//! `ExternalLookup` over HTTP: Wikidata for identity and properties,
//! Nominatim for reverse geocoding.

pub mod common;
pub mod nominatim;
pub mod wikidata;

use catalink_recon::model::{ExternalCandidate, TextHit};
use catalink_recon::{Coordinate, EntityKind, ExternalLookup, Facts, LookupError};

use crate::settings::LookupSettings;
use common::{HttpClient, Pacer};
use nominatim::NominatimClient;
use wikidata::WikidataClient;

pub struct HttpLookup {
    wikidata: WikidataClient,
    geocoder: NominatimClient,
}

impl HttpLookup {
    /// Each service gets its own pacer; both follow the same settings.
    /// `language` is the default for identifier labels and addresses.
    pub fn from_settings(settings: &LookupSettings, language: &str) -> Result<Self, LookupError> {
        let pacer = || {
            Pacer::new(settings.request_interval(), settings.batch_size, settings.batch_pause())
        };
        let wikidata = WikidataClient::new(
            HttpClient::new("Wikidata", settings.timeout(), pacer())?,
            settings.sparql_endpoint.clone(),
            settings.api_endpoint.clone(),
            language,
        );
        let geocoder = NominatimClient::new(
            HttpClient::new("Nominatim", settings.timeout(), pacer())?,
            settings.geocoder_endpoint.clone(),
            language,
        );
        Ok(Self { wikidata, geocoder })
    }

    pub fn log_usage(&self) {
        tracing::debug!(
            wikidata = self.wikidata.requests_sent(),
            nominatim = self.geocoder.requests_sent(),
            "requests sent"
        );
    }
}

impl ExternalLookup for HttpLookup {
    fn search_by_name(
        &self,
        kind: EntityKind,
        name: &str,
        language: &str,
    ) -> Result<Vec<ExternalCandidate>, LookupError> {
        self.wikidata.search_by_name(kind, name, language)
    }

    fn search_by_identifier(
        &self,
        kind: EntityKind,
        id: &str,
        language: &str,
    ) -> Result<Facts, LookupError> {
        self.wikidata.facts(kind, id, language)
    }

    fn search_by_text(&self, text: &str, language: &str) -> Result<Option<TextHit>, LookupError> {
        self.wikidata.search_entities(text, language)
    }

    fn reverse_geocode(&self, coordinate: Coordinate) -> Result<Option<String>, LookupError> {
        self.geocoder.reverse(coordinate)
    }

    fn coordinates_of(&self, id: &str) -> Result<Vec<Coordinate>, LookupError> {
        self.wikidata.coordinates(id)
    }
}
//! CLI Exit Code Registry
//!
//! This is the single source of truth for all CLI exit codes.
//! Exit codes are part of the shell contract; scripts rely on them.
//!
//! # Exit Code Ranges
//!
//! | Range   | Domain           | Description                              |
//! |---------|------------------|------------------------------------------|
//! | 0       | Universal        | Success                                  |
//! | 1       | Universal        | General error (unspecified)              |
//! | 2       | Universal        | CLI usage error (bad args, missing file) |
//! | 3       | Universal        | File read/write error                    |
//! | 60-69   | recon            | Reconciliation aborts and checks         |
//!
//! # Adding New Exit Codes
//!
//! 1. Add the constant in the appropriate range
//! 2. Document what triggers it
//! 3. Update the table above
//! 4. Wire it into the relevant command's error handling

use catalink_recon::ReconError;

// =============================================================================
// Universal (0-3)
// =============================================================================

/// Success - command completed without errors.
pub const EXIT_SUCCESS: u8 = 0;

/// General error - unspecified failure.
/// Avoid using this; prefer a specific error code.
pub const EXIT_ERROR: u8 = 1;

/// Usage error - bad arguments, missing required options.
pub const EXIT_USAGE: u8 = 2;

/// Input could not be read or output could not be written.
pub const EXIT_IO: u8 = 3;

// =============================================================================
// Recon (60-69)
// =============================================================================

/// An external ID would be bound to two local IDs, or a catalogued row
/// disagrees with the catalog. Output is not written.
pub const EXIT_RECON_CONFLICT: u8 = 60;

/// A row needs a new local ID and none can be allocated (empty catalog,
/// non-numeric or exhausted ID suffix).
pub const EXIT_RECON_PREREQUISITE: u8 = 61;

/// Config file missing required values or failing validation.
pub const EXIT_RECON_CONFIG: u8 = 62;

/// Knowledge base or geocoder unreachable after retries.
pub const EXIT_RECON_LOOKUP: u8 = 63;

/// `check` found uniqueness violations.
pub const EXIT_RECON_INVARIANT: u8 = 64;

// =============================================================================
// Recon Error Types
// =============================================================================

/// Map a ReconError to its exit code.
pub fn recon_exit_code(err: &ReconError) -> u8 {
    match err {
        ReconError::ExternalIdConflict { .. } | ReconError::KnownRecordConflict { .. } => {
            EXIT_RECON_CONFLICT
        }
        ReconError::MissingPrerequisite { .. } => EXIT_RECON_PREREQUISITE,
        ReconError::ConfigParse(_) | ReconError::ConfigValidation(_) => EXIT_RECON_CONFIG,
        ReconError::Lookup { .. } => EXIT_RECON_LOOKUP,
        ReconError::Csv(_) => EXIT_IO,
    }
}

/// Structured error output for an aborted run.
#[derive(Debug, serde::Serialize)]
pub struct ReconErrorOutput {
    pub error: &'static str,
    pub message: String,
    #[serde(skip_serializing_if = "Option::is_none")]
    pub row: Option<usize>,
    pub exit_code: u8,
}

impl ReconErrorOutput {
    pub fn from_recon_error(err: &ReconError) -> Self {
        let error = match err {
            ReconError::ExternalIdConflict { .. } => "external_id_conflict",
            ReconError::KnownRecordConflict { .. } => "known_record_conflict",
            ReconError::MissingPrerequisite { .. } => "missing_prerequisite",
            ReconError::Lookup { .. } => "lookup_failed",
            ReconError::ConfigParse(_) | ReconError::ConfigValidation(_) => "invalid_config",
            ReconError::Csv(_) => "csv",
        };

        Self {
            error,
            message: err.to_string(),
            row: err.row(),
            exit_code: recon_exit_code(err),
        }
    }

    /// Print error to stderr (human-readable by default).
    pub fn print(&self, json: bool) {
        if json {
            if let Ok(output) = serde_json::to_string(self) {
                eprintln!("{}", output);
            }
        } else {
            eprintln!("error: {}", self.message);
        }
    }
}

---

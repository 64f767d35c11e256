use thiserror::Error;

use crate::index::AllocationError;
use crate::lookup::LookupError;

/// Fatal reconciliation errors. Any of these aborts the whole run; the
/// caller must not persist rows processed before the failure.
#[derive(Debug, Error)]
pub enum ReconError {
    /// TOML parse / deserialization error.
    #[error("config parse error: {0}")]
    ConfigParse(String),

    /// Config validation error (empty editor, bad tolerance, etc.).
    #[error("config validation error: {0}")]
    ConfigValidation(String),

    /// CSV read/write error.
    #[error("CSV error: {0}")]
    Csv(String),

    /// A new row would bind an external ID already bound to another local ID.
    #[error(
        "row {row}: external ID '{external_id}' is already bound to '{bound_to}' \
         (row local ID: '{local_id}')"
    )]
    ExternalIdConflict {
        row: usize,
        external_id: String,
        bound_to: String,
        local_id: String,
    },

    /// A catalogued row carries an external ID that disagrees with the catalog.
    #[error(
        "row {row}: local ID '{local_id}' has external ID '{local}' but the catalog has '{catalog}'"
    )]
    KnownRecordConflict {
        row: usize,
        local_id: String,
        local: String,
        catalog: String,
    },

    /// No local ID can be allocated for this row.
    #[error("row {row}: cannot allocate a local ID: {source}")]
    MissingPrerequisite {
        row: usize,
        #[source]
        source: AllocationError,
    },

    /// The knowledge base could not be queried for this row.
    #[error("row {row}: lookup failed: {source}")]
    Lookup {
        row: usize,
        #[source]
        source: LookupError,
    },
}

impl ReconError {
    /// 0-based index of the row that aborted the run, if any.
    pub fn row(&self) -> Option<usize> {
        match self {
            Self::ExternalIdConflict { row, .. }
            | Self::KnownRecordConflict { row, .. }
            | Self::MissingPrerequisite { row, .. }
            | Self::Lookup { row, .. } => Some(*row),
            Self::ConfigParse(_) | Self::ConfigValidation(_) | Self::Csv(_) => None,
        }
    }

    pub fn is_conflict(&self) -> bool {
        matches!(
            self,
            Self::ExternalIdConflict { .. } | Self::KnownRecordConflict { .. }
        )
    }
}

--

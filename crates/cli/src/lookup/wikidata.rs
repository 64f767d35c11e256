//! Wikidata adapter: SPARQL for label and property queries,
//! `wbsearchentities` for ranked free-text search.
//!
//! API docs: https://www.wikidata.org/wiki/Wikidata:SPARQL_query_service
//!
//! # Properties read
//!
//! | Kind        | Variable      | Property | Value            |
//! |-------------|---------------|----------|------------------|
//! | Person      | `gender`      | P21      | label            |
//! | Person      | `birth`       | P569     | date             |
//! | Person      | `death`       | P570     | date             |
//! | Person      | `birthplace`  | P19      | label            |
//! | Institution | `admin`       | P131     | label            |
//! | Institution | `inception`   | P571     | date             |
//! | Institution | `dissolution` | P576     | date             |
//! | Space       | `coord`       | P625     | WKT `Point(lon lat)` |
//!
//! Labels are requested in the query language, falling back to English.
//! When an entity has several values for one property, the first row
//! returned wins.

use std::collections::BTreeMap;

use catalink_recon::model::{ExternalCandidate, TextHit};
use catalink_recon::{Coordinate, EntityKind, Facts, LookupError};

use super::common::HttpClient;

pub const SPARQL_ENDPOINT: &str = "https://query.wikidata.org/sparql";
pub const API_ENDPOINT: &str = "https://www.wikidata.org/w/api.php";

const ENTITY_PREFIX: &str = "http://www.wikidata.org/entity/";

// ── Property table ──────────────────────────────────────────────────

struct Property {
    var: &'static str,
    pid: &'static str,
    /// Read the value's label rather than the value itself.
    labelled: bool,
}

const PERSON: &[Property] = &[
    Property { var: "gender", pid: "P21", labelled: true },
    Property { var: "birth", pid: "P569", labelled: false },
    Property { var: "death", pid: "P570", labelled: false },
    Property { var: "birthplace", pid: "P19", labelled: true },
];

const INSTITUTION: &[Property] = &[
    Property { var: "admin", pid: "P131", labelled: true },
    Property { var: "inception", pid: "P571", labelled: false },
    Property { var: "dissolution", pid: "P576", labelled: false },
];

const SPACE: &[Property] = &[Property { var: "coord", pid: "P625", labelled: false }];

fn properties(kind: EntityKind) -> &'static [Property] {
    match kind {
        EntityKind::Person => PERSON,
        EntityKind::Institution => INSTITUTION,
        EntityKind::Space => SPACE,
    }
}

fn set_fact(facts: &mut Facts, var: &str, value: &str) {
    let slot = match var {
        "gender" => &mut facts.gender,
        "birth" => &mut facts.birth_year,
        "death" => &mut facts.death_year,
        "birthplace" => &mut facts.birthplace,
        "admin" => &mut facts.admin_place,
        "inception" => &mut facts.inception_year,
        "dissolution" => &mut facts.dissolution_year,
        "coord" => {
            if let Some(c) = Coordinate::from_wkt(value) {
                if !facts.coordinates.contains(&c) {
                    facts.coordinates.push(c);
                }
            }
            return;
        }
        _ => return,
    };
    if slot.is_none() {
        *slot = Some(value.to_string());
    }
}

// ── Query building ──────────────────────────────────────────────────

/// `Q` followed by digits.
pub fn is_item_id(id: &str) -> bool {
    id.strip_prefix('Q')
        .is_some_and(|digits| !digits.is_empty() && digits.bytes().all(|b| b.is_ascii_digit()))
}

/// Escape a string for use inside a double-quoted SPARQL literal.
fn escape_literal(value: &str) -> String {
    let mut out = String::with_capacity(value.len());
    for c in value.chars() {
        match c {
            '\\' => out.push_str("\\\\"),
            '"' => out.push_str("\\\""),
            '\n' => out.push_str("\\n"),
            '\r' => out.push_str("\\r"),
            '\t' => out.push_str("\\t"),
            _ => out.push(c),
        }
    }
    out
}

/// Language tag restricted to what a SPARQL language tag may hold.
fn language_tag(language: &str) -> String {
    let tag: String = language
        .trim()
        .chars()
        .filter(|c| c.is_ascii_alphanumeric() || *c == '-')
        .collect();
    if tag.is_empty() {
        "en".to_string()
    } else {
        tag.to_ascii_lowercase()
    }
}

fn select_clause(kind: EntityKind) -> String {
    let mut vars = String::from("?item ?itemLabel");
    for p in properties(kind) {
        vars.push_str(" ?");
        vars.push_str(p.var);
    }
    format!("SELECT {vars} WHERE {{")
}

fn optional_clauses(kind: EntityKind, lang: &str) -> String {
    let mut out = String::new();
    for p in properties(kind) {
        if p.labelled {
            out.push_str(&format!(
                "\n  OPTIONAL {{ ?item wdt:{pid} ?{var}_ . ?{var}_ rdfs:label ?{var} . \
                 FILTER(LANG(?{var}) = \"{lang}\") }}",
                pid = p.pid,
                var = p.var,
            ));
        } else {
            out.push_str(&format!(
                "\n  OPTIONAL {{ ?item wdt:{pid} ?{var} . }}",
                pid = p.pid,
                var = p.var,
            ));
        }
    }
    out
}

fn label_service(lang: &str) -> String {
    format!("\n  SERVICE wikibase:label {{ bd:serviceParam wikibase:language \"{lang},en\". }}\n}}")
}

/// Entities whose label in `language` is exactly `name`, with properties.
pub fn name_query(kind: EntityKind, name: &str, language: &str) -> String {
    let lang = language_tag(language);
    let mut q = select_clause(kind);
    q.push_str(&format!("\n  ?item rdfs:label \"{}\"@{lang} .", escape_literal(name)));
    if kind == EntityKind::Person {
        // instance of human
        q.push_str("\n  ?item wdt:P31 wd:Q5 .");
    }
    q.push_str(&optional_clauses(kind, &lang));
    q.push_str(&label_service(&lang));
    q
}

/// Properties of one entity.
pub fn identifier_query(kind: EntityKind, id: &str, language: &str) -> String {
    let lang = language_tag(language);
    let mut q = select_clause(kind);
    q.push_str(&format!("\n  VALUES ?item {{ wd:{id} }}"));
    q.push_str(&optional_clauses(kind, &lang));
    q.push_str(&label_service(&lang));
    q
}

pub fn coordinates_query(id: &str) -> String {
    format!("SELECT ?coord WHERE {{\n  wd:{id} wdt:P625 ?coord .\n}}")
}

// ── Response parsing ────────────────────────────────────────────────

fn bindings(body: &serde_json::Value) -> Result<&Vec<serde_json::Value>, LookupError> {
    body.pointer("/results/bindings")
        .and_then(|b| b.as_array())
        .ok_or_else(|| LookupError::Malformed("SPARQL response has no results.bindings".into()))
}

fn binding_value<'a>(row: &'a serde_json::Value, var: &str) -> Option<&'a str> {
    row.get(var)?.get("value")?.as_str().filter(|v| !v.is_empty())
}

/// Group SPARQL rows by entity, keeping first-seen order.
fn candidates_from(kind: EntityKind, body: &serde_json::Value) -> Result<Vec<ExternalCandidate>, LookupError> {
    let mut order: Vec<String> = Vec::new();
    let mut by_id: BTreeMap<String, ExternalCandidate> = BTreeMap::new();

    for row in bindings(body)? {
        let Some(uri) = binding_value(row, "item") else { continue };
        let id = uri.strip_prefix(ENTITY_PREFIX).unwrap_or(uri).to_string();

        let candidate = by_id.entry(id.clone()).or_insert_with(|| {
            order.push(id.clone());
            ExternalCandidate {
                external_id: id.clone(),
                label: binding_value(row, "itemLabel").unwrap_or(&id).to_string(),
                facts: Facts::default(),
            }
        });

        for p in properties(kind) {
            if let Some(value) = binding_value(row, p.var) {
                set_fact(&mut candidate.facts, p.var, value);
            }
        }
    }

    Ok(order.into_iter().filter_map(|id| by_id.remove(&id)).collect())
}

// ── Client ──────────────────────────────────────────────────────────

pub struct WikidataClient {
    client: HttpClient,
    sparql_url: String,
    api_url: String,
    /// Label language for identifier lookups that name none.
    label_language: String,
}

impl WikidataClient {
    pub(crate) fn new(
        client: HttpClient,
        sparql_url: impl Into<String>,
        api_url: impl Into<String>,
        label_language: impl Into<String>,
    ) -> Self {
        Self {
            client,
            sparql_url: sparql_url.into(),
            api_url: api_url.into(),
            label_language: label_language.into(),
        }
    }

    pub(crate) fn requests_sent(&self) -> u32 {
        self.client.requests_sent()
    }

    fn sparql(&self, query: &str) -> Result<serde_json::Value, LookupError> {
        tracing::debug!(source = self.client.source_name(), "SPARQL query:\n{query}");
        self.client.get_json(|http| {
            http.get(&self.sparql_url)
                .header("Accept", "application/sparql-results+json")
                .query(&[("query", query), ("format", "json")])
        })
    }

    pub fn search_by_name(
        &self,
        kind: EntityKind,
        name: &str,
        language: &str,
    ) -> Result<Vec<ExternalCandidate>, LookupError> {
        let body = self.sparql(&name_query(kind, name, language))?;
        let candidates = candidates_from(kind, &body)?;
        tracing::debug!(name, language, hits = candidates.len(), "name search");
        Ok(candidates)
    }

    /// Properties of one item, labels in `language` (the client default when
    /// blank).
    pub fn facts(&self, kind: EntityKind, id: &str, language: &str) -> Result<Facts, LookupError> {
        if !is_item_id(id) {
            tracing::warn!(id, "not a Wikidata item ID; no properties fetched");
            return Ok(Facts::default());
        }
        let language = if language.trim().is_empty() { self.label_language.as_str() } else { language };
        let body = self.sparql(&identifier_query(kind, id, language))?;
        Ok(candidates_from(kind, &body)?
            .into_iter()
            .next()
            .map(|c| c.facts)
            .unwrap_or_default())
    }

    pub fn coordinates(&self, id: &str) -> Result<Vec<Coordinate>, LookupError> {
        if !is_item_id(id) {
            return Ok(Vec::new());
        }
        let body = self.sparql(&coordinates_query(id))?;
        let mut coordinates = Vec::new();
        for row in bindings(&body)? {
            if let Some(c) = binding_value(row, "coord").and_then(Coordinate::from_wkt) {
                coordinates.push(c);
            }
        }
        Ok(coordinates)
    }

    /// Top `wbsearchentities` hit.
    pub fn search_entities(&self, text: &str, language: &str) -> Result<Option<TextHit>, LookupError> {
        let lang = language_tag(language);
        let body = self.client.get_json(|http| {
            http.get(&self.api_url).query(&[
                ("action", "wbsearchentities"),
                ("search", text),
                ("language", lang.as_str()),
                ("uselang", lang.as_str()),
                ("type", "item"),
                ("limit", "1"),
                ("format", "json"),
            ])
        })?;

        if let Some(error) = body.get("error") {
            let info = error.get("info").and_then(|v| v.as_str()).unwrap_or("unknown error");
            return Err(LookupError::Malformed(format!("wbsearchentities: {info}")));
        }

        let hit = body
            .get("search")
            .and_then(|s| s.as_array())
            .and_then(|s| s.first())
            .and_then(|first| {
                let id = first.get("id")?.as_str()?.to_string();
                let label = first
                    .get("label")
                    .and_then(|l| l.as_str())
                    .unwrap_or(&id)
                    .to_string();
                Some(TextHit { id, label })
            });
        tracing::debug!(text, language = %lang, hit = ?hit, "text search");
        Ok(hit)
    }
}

■ **Your instructions**
Copy out every line of the data in which the word "wbsearchentities" is found.

■ **Solution below**
//! `wbsearchentities` for ranked free-text search.
    /// Top `wbsearchentities` hit.
                ("action", "wbsearchentities"),
            return Err(LookupError::Malformed(format!("wbsearchentities: {info}")));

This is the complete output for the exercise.